Many wild avian species may be affected including raptors (goshawks, red-tailed hawks, and gyrfalcons), galliformes (pheasant,
quail and turkeys), waterfowl (diving and shorebirds) and penguins. Among companion bird species there seems to be a higher
prevalence of infection in blue-fronted Amazon parrots, African grey parrots and mynah birds.
Aspergillosis is often classified as either an acute or chronic disease. Acute diseases are often seen in birds exposed to
an overwhelming number of fungal spores over a short period of time. The result is rapid with massive colonization of the
lungs leading to a miliary granulomatous disease.
Chronic diseases may occur secondary to immunosuppression, concomitant disease or other stressor that limits the ability of
the birds to fight off infection. Here granulomatous lesions often appear in areas of high oxygen tension and low blood flow
such as the thoracic and abdominal air sacs and syrinx. It is important to note that Aspergillus sp spores may also spread hematogenously to other organs as a result of fungal colony extension into neighboring vessels
as well as direct extension into pneumatic bones, the coelomic cavity and surrounding structures. Fungal colonization and
infection may also be limited to the specific point where the organisms enter the body including the oropharynx, gastro-intestinal
tract, the eye, kidney, bone sinuses and the central nervous system.

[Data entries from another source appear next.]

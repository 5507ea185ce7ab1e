use crate::theme::Theme;
use serde::{Deserialize, Serialize};
use std::path::Path;

#[derive(Debug, Clone, Serialize, Deserialize)]
pub struct LayoutConfig {
    /// Preferred center-to-center gap between consecutive blocks. The solver
    /// treats this as the ceiling for its base step.
    pub target_gap: f32,
    /// Empty space kept between adjacent block edges beyond their
    /// half-heights.
    pub clearance_margin: f32,
    pub node_padding_x: f32,
    pub node_padding_y: f32,
    pub min_node_width: f32,
    pub label_line_height: f32,
    pub max_label_width_chars: usize,
    /// Diamonds inscribe their label, so their outline grows by this factor.
    pub decision_scale: f32,
    pub margin_x: f32,
    pub margin_top: f32,
    pub margin_bottom: f32,
    pub title_gap: f32,
    /// Skip the font database and size text from the built-in width table.
    pub fast_text_metrics: bool,
    pub compact: CompactConfig,
}

impl Default for LayoutConfig {
    fn default() -> Self {
        Self {
            target_gap: 110.0,
            clearance_margin: 24.0,
            node_padding_x: 30.0,
            node_padding_y: 15.0,
            min_node_width: 120.0,
            label_line_height: 1.5,
            max_label_width_chars: 22,
            decision_scale: 1.6,
            margin_x: 60.0,
            margin_top: 50.0,
            margin_bottom: 50.0,
            title_gap: 24.0,
            fast_text_metrics: false,
            compact: CompactConfig::default(),
        }
    }
}

/// Compact mode squeezes the leading part of the chain first, mirroring how
/// hand-tuned flowcharts give up whitespace near the top before the tail.
#[derive(Debug, Clone, Serialize, Deserialize)]
pub struct CompactConfig {
    pub enabled: bool,
    /// Multiplier applied to `target_gap` when compact mode is on.
    pub target_gap_scale: f32,
    /// Compression factor forced onto the leading gaps.
    pub leading_factor: f32,
    /// Fraction of the chain (from the top) that counts as leading.
    pub leading_fraction: f32,
}

impl Default for CompactConfig {
    fn default() -> Self {
        Self {
            enabled: false,
            target_gap_scale: 0.7,
            leading_factor: 0.5,
            leading_fraction: 0.6,
        }
    }
}

#[derive(Debug, Clone, Serialize, Deserialize)]
pub struct RenderConfig {
    pub width: f32,
    pub height: f32,
    pub background: String,
}

impl Default for RenderConfig {
    fn default() -> Self {
        Self {
            width: 800.0,
            height: 1000.0,
            background: "#FFFFFF".to_string(),
        }
    }
}

#[derive(Debug, Clone)]
pub struct Config {
    pub theme: Theme,
    pub layout: LayoutConfig,
    pub render: RenderConfig,
}

impl Default for Config {
    fn default() -> Self {
        let theme = Theme::classic();
        let render = RenderConfig {
            background: theme.background.clone(),
            ..Default::default()
        };
        Self {
            theme,
            layout: LayoutConfig::default(),
            render,
        }
    }
}

#[derive(Debug, Default, Deserialize)]
#[serde(rename_all = "camelCase")]
struct ConfigFile {
    theme: Option<String>,
    theme_variables: Option<ThemeVariables>,
    layout: Option<LayoutOverrides>,
    render: Option<RenderOverrides>,
}

#[derive(Debug, Default, Deserialize)]
#[serde(rename_all = "camelCase")]
struct ThemeVariables {
    font_family: Option<String>,
    font_size: Option<f32>,
    title_font_size: Option<f32>,
    process_fill: Option<String>,
    decision_fill: Option<String>,
    terminator_fill: Option<String>,
    border_color: Option<String>,
    text_color: Option<String>,
    line_color: Option<String>,
    background: Option<String>,
}

#[derive(Debug, Default, Deserialize)]
#[serde(rename_all = "camelCase")]
struct LayoutOverrides {
    target_gap: Option<f32>,
    clearance_margin: Option<f32>,
    node_padding_x: Option<f32>,
    node_padding_y: Option<f32>,
    min_node_width: Option<f32>,
    label_line_height: Option<f32>,
    max_label_width_chars: Option<usize>,
    decision_scale: Option<f32>,
    margin_x: Option<f32>,
    margin_top: Option<f32>,
    margin_bottom: Option<f32>,
    fast_text_metrics: Option<bool>,
    compact: Option<bool>,
}

#[derive(Debug, Default, Deserialize)]
#[serde(rename_all = "camelCase")]
struct RenderOverrides {
    width: Option<f32>,
    height: Option<f32>,
    background: Option<String>,
}

pub fn load_config(path: Option<&Path>) -> anyhow::Result<Config> {
    let mut config = Config::default();
    let Some(path) = path else {
        return Ok(config);
    };

    let contents = std::fs::read_to_string(path)?;
    let parsed: ConfigFile = serde_json::from_str(&contents)?;
    apply_config_file(&mut config, parsed);
    Ok(config)
}

fn apply_config_file(config: &mut Config, parsed: ConfigFile) {
    if let Some(theme_name) = parsed.theme.as_deref() {
        if theme_name == "modern" {
            config.theme = Theme::modern();
        } else if theme_name == "classic" || theme_name == "default" {
            config.theme = Theme::classic();
        }
    }

    if let Some(vars) = parsed.theme_variables {
        if let Some(v) = vars.font_family {
            config.theme.font_family = v;
        }
        if let Some(v) = vars.font_size {
            config.theme.font_size = v;
        }
        if let Some(v) = vars.title_font_size {
            config.theme.title_font_size = v;
        }
        if let Some(v) = vars.process_fill {
            config.theme.process_fill = v;
        }
        if let Some(v) = vars.decision_fill {
            config.theme.decision_fill = v;
        }
        if let Some(v) = vars.terminator_fill {
            config.theme.terminator_fill = v;
        }
        if let Some(v) = vars.border_color {
            config.theme.border_color = v;
        }
        if let Some(v) = vars.text_color {
            config.theme.text_color = v;
        }
        if let Some(v) = vars.line_color {
            config.theme.line_color = v;
        }
        if let Some(v) = vars.background {
            config.theme.background = v.clone();
            config.render.background = v;
        }
    }

    if let Some(layout) = parsed.layout {
        if let Some(v) = layout.target_gap {
            config.layout.target_gap = v;
        }
        if let Some(v) = layout.clearance_margin {
            config.layout.clearance_margin = v;
        }
        if let Some(v) = layout.node_padding_x {
            config.layout.node_padding_x = v;
        }
        if let Some(v) = layout.node_padding_y {
            config.layout.node_padding_y = v;
        }
        if let Some(v) = layout.min_node_width {
            config.layout.min_node_width = v;
        }
        if let Some(v) = layout.label_line_height {
            config.layout.label_line_height = v;
        }
        if let Some(v) = layout.max_label_width_chars {
            config.layout.max_label_width_chars = v;
        }
        if let Some(v) = layout.decision_scale {
            config.layout.decision_scale = v;
        }
        if let Some(v) = layout.margin_x {
            config.layout.margin_x = v;
        }
        if let Some(v) = layout.margin_top {
            config.layout.margin_top = v;
        }
        if let Some(v) = layout.margin_bottom {
            config.layout.margin_bottom = v;
        }
        if let Some(v) = layout.fast_text_metrics {
            config.layout.fast_text_metrics = v;
        }
        if let Some(v) = layout.compact {
            config.layout.compact.enabled = v;
        }
    }

    if let Some(render) = parsed.render {
        if let Some(v) = render.width {
            config.render.width = v;
        }
        if let Some(v) = render.height {
            config.render.height = v;
        }
        if let Some(v) = render.background {
            config.render.background = v;
        }
    }
}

Clinical signs vary depending upon the location and severity of infection and the integrity of the host's immune system; although
peracute and acute death without any clinical signs can occur. Birds with acute infections usually exhibit a change or loss
of voice, dyspnea, open-mouthed breathing, weakness, lethargy, depression, weight loss, anorexia and ataxia, paresis or paralysis
resulting from CNS infection and death. Progression of the acute form is often very rapid.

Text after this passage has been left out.